Down to the last line, reproduce the data below exactly.
[[ Records for the exercise open ]]
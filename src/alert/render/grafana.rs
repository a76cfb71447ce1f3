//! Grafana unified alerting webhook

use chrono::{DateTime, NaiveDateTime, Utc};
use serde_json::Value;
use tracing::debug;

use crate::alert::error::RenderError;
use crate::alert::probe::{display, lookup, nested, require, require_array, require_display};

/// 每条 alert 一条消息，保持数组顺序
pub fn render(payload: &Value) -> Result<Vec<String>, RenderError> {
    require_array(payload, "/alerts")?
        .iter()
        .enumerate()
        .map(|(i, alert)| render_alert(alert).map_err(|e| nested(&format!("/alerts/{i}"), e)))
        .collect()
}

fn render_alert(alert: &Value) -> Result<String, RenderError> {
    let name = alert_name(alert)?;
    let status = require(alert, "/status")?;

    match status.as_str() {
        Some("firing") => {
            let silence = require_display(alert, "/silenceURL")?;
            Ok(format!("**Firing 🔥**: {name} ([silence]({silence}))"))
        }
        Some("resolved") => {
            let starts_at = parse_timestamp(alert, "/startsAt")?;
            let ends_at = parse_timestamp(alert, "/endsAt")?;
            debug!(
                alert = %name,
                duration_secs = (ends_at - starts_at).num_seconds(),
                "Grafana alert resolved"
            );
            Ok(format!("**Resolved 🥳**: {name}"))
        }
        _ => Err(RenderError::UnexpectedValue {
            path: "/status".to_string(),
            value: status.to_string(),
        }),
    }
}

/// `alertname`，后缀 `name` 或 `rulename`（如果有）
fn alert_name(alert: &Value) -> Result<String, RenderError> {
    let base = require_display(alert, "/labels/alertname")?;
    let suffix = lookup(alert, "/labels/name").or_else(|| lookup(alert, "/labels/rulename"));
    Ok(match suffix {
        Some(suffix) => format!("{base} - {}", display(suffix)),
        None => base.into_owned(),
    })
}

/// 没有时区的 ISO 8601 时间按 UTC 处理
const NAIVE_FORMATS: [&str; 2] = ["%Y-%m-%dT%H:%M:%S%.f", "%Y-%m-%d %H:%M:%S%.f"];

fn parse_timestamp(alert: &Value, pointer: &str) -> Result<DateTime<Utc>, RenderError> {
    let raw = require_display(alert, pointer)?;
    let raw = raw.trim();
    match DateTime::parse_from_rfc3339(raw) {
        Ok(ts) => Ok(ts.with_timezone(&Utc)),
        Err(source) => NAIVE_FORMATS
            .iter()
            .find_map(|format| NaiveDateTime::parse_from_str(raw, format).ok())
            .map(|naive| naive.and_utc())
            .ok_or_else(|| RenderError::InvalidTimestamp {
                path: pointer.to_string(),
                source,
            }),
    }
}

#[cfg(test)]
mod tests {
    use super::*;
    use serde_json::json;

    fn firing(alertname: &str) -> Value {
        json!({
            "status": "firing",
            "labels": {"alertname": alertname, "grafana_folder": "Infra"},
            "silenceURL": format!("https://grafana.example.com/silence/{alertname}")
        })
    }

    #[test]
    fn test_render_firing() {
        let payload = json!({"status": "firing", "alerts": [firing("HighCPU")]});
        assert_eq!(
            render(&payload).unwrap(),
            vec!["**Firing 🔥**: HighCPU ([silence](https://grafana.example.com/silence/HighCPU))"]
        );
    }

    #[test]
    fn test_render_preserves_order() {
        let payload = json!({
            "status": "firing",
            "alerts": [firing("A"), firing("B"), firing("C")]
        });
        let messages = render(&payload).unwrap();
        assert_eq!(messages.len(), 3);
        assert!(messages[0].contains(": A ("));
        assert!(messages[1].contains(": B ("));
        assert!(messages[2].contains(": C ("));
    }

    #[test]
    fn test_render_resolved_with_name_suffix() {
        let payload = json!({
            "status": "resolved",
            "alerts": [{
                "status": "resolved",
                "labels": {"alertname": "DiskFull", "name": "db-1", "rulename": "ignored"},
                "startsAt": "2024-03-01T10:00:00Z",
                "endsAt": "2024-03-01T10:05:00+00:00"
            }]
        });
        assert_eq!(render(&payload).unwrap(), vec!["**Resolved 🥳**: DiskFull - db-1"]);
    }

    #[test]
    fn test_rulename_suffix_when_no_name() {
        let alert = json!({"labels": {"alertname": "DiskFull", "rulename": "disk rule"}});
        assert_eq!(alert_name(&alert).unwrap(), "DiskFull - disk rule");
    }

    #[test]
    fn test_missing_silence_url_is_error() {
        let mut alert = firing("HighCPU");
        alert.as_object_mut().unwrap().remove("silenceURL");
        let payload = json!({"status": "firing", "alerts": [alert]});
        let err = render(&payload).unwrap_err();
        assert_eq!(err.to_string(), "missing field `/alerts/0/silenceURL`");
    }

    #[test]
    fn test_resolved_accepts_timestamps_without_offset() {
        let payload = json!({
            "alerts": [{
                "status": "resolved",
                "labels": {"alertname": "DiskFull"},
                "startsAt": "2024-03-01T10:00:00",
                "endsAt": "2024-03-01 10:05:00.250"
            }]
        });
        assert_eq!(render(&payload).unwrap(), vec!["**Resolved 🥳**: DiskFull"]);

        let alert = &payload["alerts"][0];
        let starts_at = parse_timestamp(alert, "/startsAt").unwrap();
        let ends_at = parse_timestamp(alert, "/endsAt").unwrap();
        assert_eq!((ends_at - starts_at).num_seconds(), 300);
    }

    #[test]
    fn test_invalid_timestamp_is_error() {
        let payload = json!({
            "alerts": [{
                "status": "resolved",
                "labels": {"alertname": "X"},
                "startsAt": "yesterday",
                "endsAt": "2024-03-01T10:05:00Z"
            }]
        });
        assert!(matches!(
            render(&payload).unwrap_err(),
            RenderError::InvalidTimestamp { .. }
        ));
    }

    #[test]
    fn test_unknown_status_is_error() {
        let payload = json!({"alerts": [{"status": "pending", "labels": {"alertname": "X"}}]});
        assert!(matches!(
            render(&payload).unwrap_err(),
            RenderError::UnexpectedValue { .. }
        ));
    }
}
[[ Records for the exercise closed ]]
◆ Exercise response
filename src/alert/render/grafana.rs
repository a76cfb71447ce1f3
//! Grafana unified alerting webhook

use chrono::{DateTime, NaiveDateTime, Utc};
use serde_json::Value;
use tracing::debug;

use crate::alert::error::RenderError;
use crate::alert::probe::{display, lookup, nested, require, require_array, require_display};

/// 每条 alert 一条消息，保持数组顺序
pub fn render(payload: &Value) -> Result<Vec<String>, RenderError> {
    require_array(payload, "/alerts")?
        .iter()
        .enumerate()
        .map(|(i, alert)| render_alert(alert).map_err(|e| nested(&format!("/alerts/{i}"), e)))
        .collect()
}

fn render_alert(alert: &Value) -> Result<String, RenderError> {
    let name = alert_name(alert)?;
    let status = require(alert, "/status")?;

    match status.as_str() {
        Some("firing") => {
            let silence = require_display(alert, "/silenceURL")?;
            Ok(format!("**Firing 🔥**: {name} ([silence]({silence}))"))
        }
        Some("resolved") => {
            let starts_at = parse_timestamp(alert, "/startsAt")?;
            let ends_at = parse_timestamp(alert, "/endsAt")?;
            debug!(
                alert = %name,
                duration_secs = (ends_at - starts_at).num_seconds(),
                "Grafana alert resolved"
            );
            Ok(format!("**Resolved 🥳**: {name}"))
        }
        _ => Err(RenderError::UnexpectedValue {
            path: "/status".to_string(),
            value: status.to_string(),
        }),
    }
}

/// `alertname`，后缀 `name` 或 `rulename`（如果有）
fn alert_name(alert: &Value) -> Result<String, RenderError> {
    let base = require_display(alert, "/labels/alertname")?;
    let suffix = lookup(alert, "/labels/name").or_else(|| lookup(alert, "/labels/rulename"));
    Ok(match suffix {
        Some(suffix) => format!("{base} - {}", display(suffix)),
        None => base.into_owned(),
    })
}

/// 没有时区的 ISO 8601 时间按 UTC 处理
const NAIVE_FORMATS: [&str; 2] = ["%Y-%m-%dT%H:%M:%S%.f", "%Y-%m-%d %H:%M:%S%.f"];

fn parse_timestamp(alert: &Value, pointer: &str) -> Result<DateTime<Utc>, RenderError> {
    let raw = require_display(alert, pointer)?;
    let raw = raw.trim();
    match DateTime::parse_from_rfc3339(raw) {
        Ok(ts) => Ok(ts.with_timezone(&Utc)),
        Err(source) => NAIVE_FORMATS
            .iter()
            .find_map(|format| NaiveDateTime::parse_from_str(raw, format).ok())
            .map(|naive| naive.and_utc())
            .ok_or_else(|| RenderError::InvalidTimestamp {
                path: pointer.to_string(),
                source,
            }),
    }
}

#[cfg(test)]
mod tests {
    use super::*;
    use serde_json::json;

    fn firing(alertname: &str) -> Value {
        json!({
            "status": "firing",
            "labels": {"alertname": alertname, "grafana_folder": "Infra"},
            "silenceURL": format!("https://grafana.example.com/silence/{alertname}")
        })
    }

    #[test]
    fn test_render_firing() {
        let payload = json!({"status": "firing", "alerts": [firing("HighCPU")]});
        assert_eq!(
            render(&payload).unwrap(),
            vec!["**Firing 🔥**: HighCPU ([silence](https://grafana.example.com/silence/HighCPU))"]
        );
    }

    #[test]
    fn test_render_preserves_order() {
        let payload = json!({
            "status": "firing",
            "alerts": [firing("A"), firing("B"), firing("C")]
        });
        let messages = render(&payload).unwrap();
        assert_eq!(messages.len(), 3);
        assert!(messages[0].contains(": A ("));
        assert!(messages[1].contains(": B ("));
        assert!(messages[2].contains(": C ("));
    }

    #[test]
    fn test_render_resolved_with_name_suffix() {
        let payload = json!({
            "status": "resolved",
            "alerts": [{
                "status": "resolved",
                "labels": {"alertname": "DiskFull", "name": "db-1", "rulename": "ignored"},
                "startsAt": "2024-03-01T10:00:00Z",
                "endsAt": "2024-03-01T10:05:00+00:00"
            }]
        });
        assert_eq!(render(&payload).unwrap(), vec!["**Resolved 🥳**: DiskFull - db-1"]);
    }

    #[test]
    fn test_rulename_suffix_when_no_name() {
        let alert = json!({"labels": {"alertname": "DiskFull", "rulename": "disk rule"}});
        assert_eq!(alert_name(&alert).unwrap(), "DiskFull - disk rule");
    }

    #[test]
    fn test_missing_silence_url_is_error() {
        let mut alert = firing("HighCPU");
        alert.as_object_mut().unwrap().remove("silenceURL");
        let payload = json!({"status": "firing", "alerts": [alert]});
        let err = render(&payload).unwrap_err();
        assert_eq!(err.to_string(), "missing field `/alerts/0/silenceURL`");
    }

    #[test]
    fn test_resolved_accepts_timestamps_without_offset() {
        let payload = json!({
            "alerts": [{
                "status": "resolved",
                "labels": {"alertname": "DiskFull"},
                "startsAt": "2024-03-01T10:00:00",
                "endsAt": "2024-03-01 10:05:00.250"
            }]
        });
        assert_eq!(render(&payload).unwrap(), vec!["**Resolved 🥳**: DiskFull"]);

        let alert = &payload["alerts"][0];
        let starts_at = parse_timestamp(alert, "/startsAt").unwrap();
        let ends_at = parse_timestamp(alert, "/endsAt").unwrap();
        assert_eq!((ends_at - starts_at).num_seconds(), 300);
    }

    #[test]
    fn test_invalid_timestamp_is_error() {
        let payload = json!({
            "alerts": [{
                "status": "resolved",
                "labels": {"alertname": "X"},
                "startsAt": "yesterday",
                "endsAt": "2024-03-01T10:05:00Z"
            }]
        });
        assert!(matches!(
            render(&payload).unwrap_err(),
            RenderError::InvalidTimestamp { .. }
        ));
    }

    #[test]
    fn test_unknown_status_is_error() {
        let payload = json!({"alerts": [{"status": "pending", "labels": {"alertname": "X"}}]});
        assert!(matches!(
            render(&payload).unwrap_err(),
            RenderError::UnexpectedValue { .. }
        ));
    }
}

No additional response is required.